Zara Kand is Mother Nature’s muse. She is a professional painter and musician, and has a distinct style that is entrancing, spiritual, and earthy. In her painting and music, she invokes elements of nature and taps deep into primal human emotions. She is the daughter of two well respected musicians, Vladimir Kand and Gitane Demone, both from the 80’s Goth band Christian Death. She drums in the Crystelles, and has an experimental solo project called Shark Egg Blues. She is always busy painting, and showcasing her unique and highly detailed artwork.
Although surrounded by music as a child, Zara never imagined she would become a musician. Art was her calling, and she has been doing it since she could pick up a pencil.
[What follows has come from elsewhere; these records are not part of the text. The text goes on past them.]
// Copyright 2025 foyer Project Authors
//
// Licensed under the Apache License, Version 2.0 (the "License");
// you may not use this file except in compliance with the License.
// You may obtain a copy of the License at
//
//     http://www.apache.org/licenses/LICENSE-2.0
//
// Unless required by applicable law or agreed to in writing, software
// distributed under the License is distributed on an "AS IS" BASIS,
// WITHOUT WARRANTIES OR CONDITIONS OF ANY KIND, either express or implied.
// See the License for the specific language governing permissions and
// limitations under the License.

use std::{
    alloc::Layout,
    fmt::Debug,
    ops::{Deref, DerefMut},
    ptr::NonNull,
};

use allocator_api2::{
    alloc::{AllocError, Allocator, Global},
    vec::Vec as VecA,
};
use lockcache_common::error::{Error, Result};

/// Alignment of the payloads produced by the default allocator.
pub const PAYLOAD_ALIGN: usize = 16;

/// An allocator that raises the alignment of every layout to at least `N` bytes.
#[derive(Debug, Clone, Copy, Default)]
pub struct AlignedAllocator<const N: usize>;

impl<const N: usize> AlignedAllocator<N> {
    const ALIGN: usize = {
        assert!(N.is_power_of_two());
        N
    };

    fn layout(layout: Layout) -> std::result::Result<Layout, AllocError> {
        Layout::from_size_align(layout.size(), layout.align().max(Self::ALIGN)).map_err(|_| AllocError)
    }
}

unsafe impl<const N: usize> Allocator for AlignedAllocator<N> {
    fn allocate(&self, layout: Layout) -> std::result::Result<NonNull<[u8]>, AllocError> {
        Global.allocate(Self::layout(layout)?)
    }

    fn allocate_zeroed(&self, layout: Layout) -> std::result::Result<NonNull<[u8]>, AllocError> {
        Global.allocate_zeroed(Self::layout(layout)?)
    }

    unsafe fn deallocate(&self, ptr: NonNull<u8>, layout: Layout) {
        // The layout was accepted by `allocate`, so it is still valid here.
        if let Ok(layout) = Self::layout(layout) {
            Global.deallocate(ptr, layout)
        }
    }
}

/// A fixed-size, zero-filled byte buffer aligned to [`PAYLOAD_ALIGN`].
///
/// This is the payload type of caches built without custom hooks. The memory is freed on drop.
pub struct AlignedBuffer {
    data: VecA<u8, AlignedAllocator<PAYLOAD_ALIGN>>,
}

impl Debug for AlignedBuffer {
    fn fmt(&self, f: &mut std::fmt::Formatter<'_>) -> std::fmt::Result {
        f.debug_struct("AlignedBuffer").field("len", &self.data.len()).finish()
    }
}

impl AlignedBuffer {
    /// Allocate a zero-filled buffer of `size` bytes.
    ///
    /// Returns an [`ErrorKind::Allocation`](lockcache_common::error::ErrorKind::Allocation) error if the memory
    /// cannot be reserved.
    pub fn new(size: usize) -> Result<Self> {
        let mut data = VecA::new_in(AlignedAllocator::<PAYLOAD_ALIGN>);
        data.try_reserve_exact(size)
            .map_err(|_| Error::allocation(size, PAYLOAD_ALIGN))?;
        data.resize(size, 0);
        Ok(Self { data })
    }
}

impl Deref for AlignedBuffer {
    type Target = [u8];

    fn deref(&self) -> &Self::Target {
        &self.data
    }
}

impl DerefMut for AlignedBuffer {
    fn deref_mut(&mut self) -> &mut Self::Target {
        &mut self.data
    }
}
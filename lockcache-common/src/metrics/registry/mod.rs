// Copyright 2025 foyer Project Authors
//
// Licensed under the Apache License, Version 2.0 (the "License");
// you may not use this file except in compliance with the License.
// You may obtain a copy of the License at
//
//     http://www.apache.org/licenses/LICENSE-2.0
//
// Unless required by applicable law or agreed to in writing, software
// distributed under the License is distributed on an "AS IS" BASIS,
// WITHOUT WARRANTIES OR CONDITIONS OF ANY KIND, either express or implied.
// See the License for the specific language governing permissions and
// limitations under the License.

/// Some phantom metrics components that do nothing.
pub mod noop;

/// Prometheus metrics components.
#[cfg(feature = "prometheus")]
pub mod prometheus;
// Copyright 2025 foyer Project Authors
//
// Licensed under the Apache License, Version 2.0 (the "License");
// you may not use this file except in compliance with the License.
// You may obtain a copy of the License at
//
//     http://www.apache.org/licenses/LICENSE-2.0
//
// Unless required by applicable law or agreed to in writing, software
// distributed under the License is distributed on an "AS IS" BASIS,
// WITHOUT WARRANTIES OR CONDITIONS OF ANY KIND, either express or implied.
// See the License for the specific language governing permissions and
// limitations under the License.

use std::{fmt::Debug, ops::Deref, sync::Arc};

use lockcache_common::code::{HashBuilder, Key, Value};
use parking_lot::{
    lock_api::{ArcRwLockReadGuard, ArcRwLockWriteGuard},
    RawRwLock,
};
use serde::{Deserialize, Serialize};

use crate::raw::RawCacheInner;

/// Lock mode of an acquisition.
#[derive(Debug, Clone, Copy, PartialEq, Eq, Hash, Serialize, Deserialize)]
#[serde(rename_all = "snake_case")]
pub enum Mode {
    /// Shared access. Any number of readers may hold an entry at once.
    Read,
    /// Exclusive access. Excludes all other readers and writers.
    Write,
}

/// An owned lock on the payload of an entry.
pub enum Guard<V> {
    /// Shared lock.
    Read(ArcRwLockReadGuard<RawRwLock, V>),
    /// Exclusive lock.
    Write(ArcRwLockWriteGuard<RawRwLock, V>),
}

impl<V> Guard<V> {
    /// The mode the lock is held in.
    pub fn mode(&self) -> Mode {
        match self {
            Guard::Read(_) => Mode::Read,
            Guard::Write(_) => Mode::Write,
        }
    }

    /// Atomically turn an exclusive lock into a shared one. A shared lock is returned unchanged.
    pub fn downgrade(self) -> Self {
        match self {
            Guard::Write(guard) => Guard::Read(ArcRwLockWriteGuard::downgrade(guard)),
            guard => guard,
        }
    }
}

impl<V> Deref for Guard<V> {
    type Target = V;

    fn deref(&self) -> &Self::Target {
        match self {
            Guard::Read(guard) => &**guard,
            Guard::Write(guard) => &**guard,
        }
    }
}

/// A locked cache entry.
///
/// The entry stays locked in [`Handle::mode`] until the handle is released or dropped. While any handle of a cache is
/// alive, the cache itself is kept alive.
pub struct Handle<K, V, S>
where
    K: Key,
    V: Value,
    S: HashBuilder,
{
    // Must be dropped before the cache.
    guard: Guard<V>,
    key: K,
    cost: usize,
    _inner: Arc<RawCacheInner<K, V, S>>,
}

impl<K, V, S> Debug for Handle<K, V, S>
where
    K: Key,
    V: Value,
    S: HashBuilder,
{
    fn fmt(&self, f: &mut std::fmt::Formatter<'_>) -> std::fmt::Result {
        f.debug_struct("Handle")
            .field("key", &self.key)
            .field("cost", &self.cost)
            .field("mode", &self.mode())
            .finish()
    }
}

impl<K, V, S> Handle<K, V, S>
where
    K: Key,
    V: Value,
    S: HashBuilder,
{
    pub(crate) fn new(key: K, cost: usize, guard: Guard<V>, inner: Arc<RawCacheInner<K, V, S>>) -> Self {
        Self {
            guard,
            key,
            cost,
            _inner: inner,
        }
    }

    /// Key of the entry.
    pub fn key(&self) -> &K {
        &self.key
    }

    /// Cost charged by the entry.
    pub fn cost(&self) -> usize {
        self.cost
    }

    /// The mode the entry is held in.
    pub fn mode(&self) -> Mode {
        self.guard.mode()
    }

    /// Payload of the entry.
    pub fn value(&self) -> &V {
        &*self.guard
    }

    /// Mutable payload of the entry. Returns [`None`] unless the entry is held in [`Mode::Write`].
    pub fn value_mut(&mut self) -> Option<&mut V> {
        match &mut self.guard {
            Guard::Write(guard) => Some(&mut **guard),
            Guard::Read(_) => None,
        }
    }

    /// Unlock the entry. Same as dropping the handle.
    pub fn release(self) {}

    /// Atomically turn a write handle into a read handle, letting other readers in without unlocking in between.
    ///
    /// A read handle is returned unchanged.
    pub fn downgrade(self) -> Self {
        Self {
            guard: self.guard.downgrade(),
            key: self.key,
            cost: self.cost,
            _inner: self._inner,
        }
    }
}

impl<K, V, S> Deref for Handle<K, V, S>
where
    K: Key,
    V: Value,
    S: HashBuilder,
{
    type Target = V;

    fn deref(&self) -> &Self::Target {
        self.value()
    }
}

#[cfg(test)]
mod tests {
    use std::sync::Arc;

    use parking_lot::RwLock;

    use super::*;

    #[test]
    fn test_guard_downgrade() {
        let lock = Arc::new(RwLock::new(7u64));

        let guard = Guard::Write(lock.write_arc());
        assert_eq!(guard.mode(), Mode::Write);
        assert!(lock.try_read().is_none());

        let guard = guard.downgrade();
        assert_eq!(guard.mode(), Mode::Read);
        assert_eq!(*guard, 7);
        assert!(lock.try_read().is_some());
        assert!(lock.try_write().is_none());

        let guard = guard.downgrade();
        assert_eq!(guard.mode(), Mode::Read);
        drop(guard);
        assert!(lock.try_write().is_some());
    }

    #[test]
    fn test_mode_serde() {
        let json = serde_json::to_string(&Mode::Write).unwrap();
        assert_eq!(json, r#""write""#);
        assert_eq!(serde_json::from_str::<Mode>(r#""read""#).unwrap(), Mode::Read);
    }
}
Her musical talents lay dormant until the fire was sparked by her mother.
“Drumming is not something I would have done if Gitane had not beckoned me to it,” Zara says.
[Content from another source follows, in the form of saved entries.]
// Copyright 2025 foyer Project Authors
//
// Licensed under the Apache License, Version 2.0 (the "License");
// you may not use this file except in compliance with the License.
// You may obtain a copy of the License at
//
//     http://www.apache.org/licenses/LICENSE-2.0
//
// Unless required by applicable law or agreed to in writing, software
// distributed under the License is distributed on an "AS IS" BASIS,
// WITHOUT WARRANTIES OR CONDITIONS OF ANY KIND, either express or implied.
// See the License for the specific language governing permissions and
// limitations under the License.

#![expect(dead_code)]

use std::{
    marker::PhantomData,
    sync::{
        atomic::{AtomicUsize, Ordering},
        Arc,
    },
    time::Duration,
};

use lockcache::{Allocation, Event, EventListener, Hooks, Result};
use parking_lot::Mutex;

/// A payload that detects conflicting concurrent access.
#[derive(Debug)]
pub struct Slot {
    pub key: u32,
    pub generation: usize,
    pub readers: AtomicUsize,
    pub writers: AtomicUsize,
    pub writes: usize,
}

impl Slot {
    pub fn read(&self) {
        self.readers.fetch_add(1, Ordering::SeqCst);
        assert_eq!(self.writers.load(Ordering::SeqCst), 0, "reader overlaps writer on {}", self.key);
        std::hint::spin_loop();
        self.readers.fetch_sub(1, Ordering::SeqCst);
    }

    pub fn write(&mut self) {
        let writers = self.writers.fetch_add(1, Ordering::SeqCst);
        assert_eq!(writers, 0, "writer overlaps writer on {}", self.key);
        assert_eq!(self.readers.load(Ordering::SeqCst), 0, "writer overlaps reader on {}", self.key);
        self.writes += 1;
        self.writers.fetch_sub(1, Ordering::SeqCst);
    }
}

/// Hooks creating [`Slot`]s with a fixed cost and counting creations and cleanups.
#[derive(Debug, Clone, Default)]
pub struct SlotHooks {
    pub cost: usize,
    pub allocate_delay: Duration,
    pub created: Arc<AtomicUsize>,
    pub cleaned: Arc<AtomicUsize>,
}

impl SlotHooks {
    pub fn new(cost: usize) -> Self {
        Self {
            cost,
            ..Default::default()
        }
    }

    pub fn created(&self) -> usize {
        self.created.load(Ordering::SeqCst)
    }

    pub fn cleaned(&self) -> usize {
        self.cleaned.load(Ordering::SeqCst)
    }
}

impl Hooks<u32, Slot> for SlotHooks {
    fn allocate(&self, key: &u32) -> Result<Allocation<Slot>> {
        if !self.allocate_delay.is_zero() {
            std::thread::sleep(self.allocate_delay);
        }
        let generation = self.created.fetch_add(1, Ordering::SeqCst) + 1;
        Ok(Allocation::new(
            Slot {
                key: *key,
                generation,
                readers: AtomicUsize::new(0),
                writers: AtomicUsize::new(0),
                writes: 0,
            },
            self.cost,
        ))
    }

    fn cleanup(&self, key: &u32, value: &mut Slot) {
        assert_eq!(*key, value.key);
        assert_eq!(value.readers.load(Ordering::SeqCst), 0);
        assert_eq!(value.writers.load(Ordering::SeqCst), 0);
        self.cleaned.fetch_add(1, Ordering::SeqCst);
    }
}

/// Records every entry leaving the cache.
#[derive(Debug)]
pub struct Recorder<V> {
    pub events: Mutex<Vec<(Event, u32)>>,
    _marker: PhantomData<fn() -> V>,
}

impl<V> Default for Recorder<V> {
    fn default() -> Self {
        Self {
            events: Mutex::new(vec![]),
            _marker: PhantomData,
        }
    }
}

impl<V> Recorder<V> {
    pub fn count(&self, event: Event) -> usize {
        self.events.lock().iter().filter(|(e, _)| *e == event).count()
    }

    pub fn keys(&self, event: Event) -> Vec<u32> {
        self.events
            .lock()
            .iter()
            .filter(|(e, _)| *e == event)
            .map(|(_, key)| *key)
            .collect()
    }
}

impl<V> EventListener for Recorder<V>
where
    V: lockcache::Value,
{
    type Key = u32;
    type Value = V;

    fn on_leave(&self, reason: Event, key: &u32, _: &V) {
        self.events.lock().push((reason, *key));
    }
}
When she was 17, Gitane asked her to do back up percussion for a live performance. Zara later transferred the rhythms she was doing on the maracas to an old set her mother had.
Zara says she then realized “Hey, this is really fun, I have good rhythm, I can do this.”
So Zara and her mother started The Crystelles, and she learned though experience. Not being traditionally taught, she would play whatever felt right and fit with what Gitane was doing on guitar. This allowed her to evolve her own style, built on feeling and instinct.
One interesting aspect of her style is that she does not use a bass drum. Her unconventional set up consists of two oversized toms, a snare and a ride cymbal.
“Not using a bass drum is the biggest criticism I get from traditional drummers, at least the closed minded ones,” says Zara. “But what I am doing is fine, and it fits the music. If the music was lacking I would add it back.”
In the Crystelles, Zara’s beats are mesmerizing and driving, with a raw, tribal feel. They blend with the bluesy guitar riffs of Gitane and bassist Jean Paul to form a dark and obscure blues rock sound. It is topped off with the powerful and seductive voice of Gitane.
The mother/daughter dynamic works great in The Crystelles, and their intimate understanding of each other allows for better communication within the band.
“There is a very spiritual connection going on in our music,” explains Zara. “Our music is meant to carry a spiritual message, whether the audience picks up on it or not. It is a very sacred project to us.”
Their band has been together for over 6 years now, with 5 years of regular performing. They have toured the US and Europe and recently released an LP, entitled Attach and Detach.
“It’s cool because [Gitane] is a respected musician, so there have been some really awesome opportunities that I, as an inexperienced musician, would not have usually gotten to do, and I am really grateful for that,” says Zara.
Through her work in The Crystelles, Zara’s musical abilities have matured and blossomed, and she has added a second musical outlet with her solo project Shark Egg Blues.
“I’ve always had melodies in my head, but never thought to do anything with them,” Zara says of her solo project.
Then, when her dad gave her an 8 track about a year and a half ago, she began experimenting with it until she had enough material for a full album, which she put out as self titled about a year ago. Shark Egg Blues again projects Zara’s deep connection to nature and her warm mystical essence.
She rarely uses her set on the recordings, and instead focuses on softer percussive instruments such as shakers and bongos, and creates rhythmic flow with the use of natural elements such as rocks, wind, and water. Zara had never played guitar but managed to convey the melodies and has been learning as she goes. The atmospheric, blues inspired music is highlighted by Zara’s deep, expressive voice. At some parts it’s droned and overdubbed, and at other parts it’s elegant and full of emotion.
Zara has never done Shark Egg Blues live, and feels it would be hard to recreate the essence of the album. She has, however, recently released a second album, Divided Ones, and both are available on the Shark Egg Blues webpage.
Zara is an impressive musician, but painting is where she excels and her exceptional talent shines. She has been an artist since childhood, and has chosen painting as her career.
“When I was 18, right out of high school, I decided that I wasn’t going to have a regular career- it was going to be my art,” she says.
Zara had her first art show at age 20, and has been working hard at her craft, doing shows and selling paintings. She also does art for her albums, and a local Los Angeles music zine, Baby Jeepers. Her artwork is detailed and thought provoking, often mysterious and with an unmistakable style. It usually touches on natural elements and human emotions, paralleling her drumming style.
“It all comes from a certain essence that is very real to me,” she says. “It’s the same creative energy, whatever the outlet may be. I put the same precious care into my drumming as I do my painting.”
Zara stays busy with her creative projects, and is currently working on getting her work shown in more fine art galleries. The Crystelles are planning a European tour in late October, and play Los Angeles on a regular basis. In the future, Zara would like to open a multi-media venue in Los Angeles that would be able to accommodate art shows, music shows, and film screenings.
No matter what project Zara is working on, she does so with a meticulous sense of purpose and a creative drive that wells up from deep within her soul.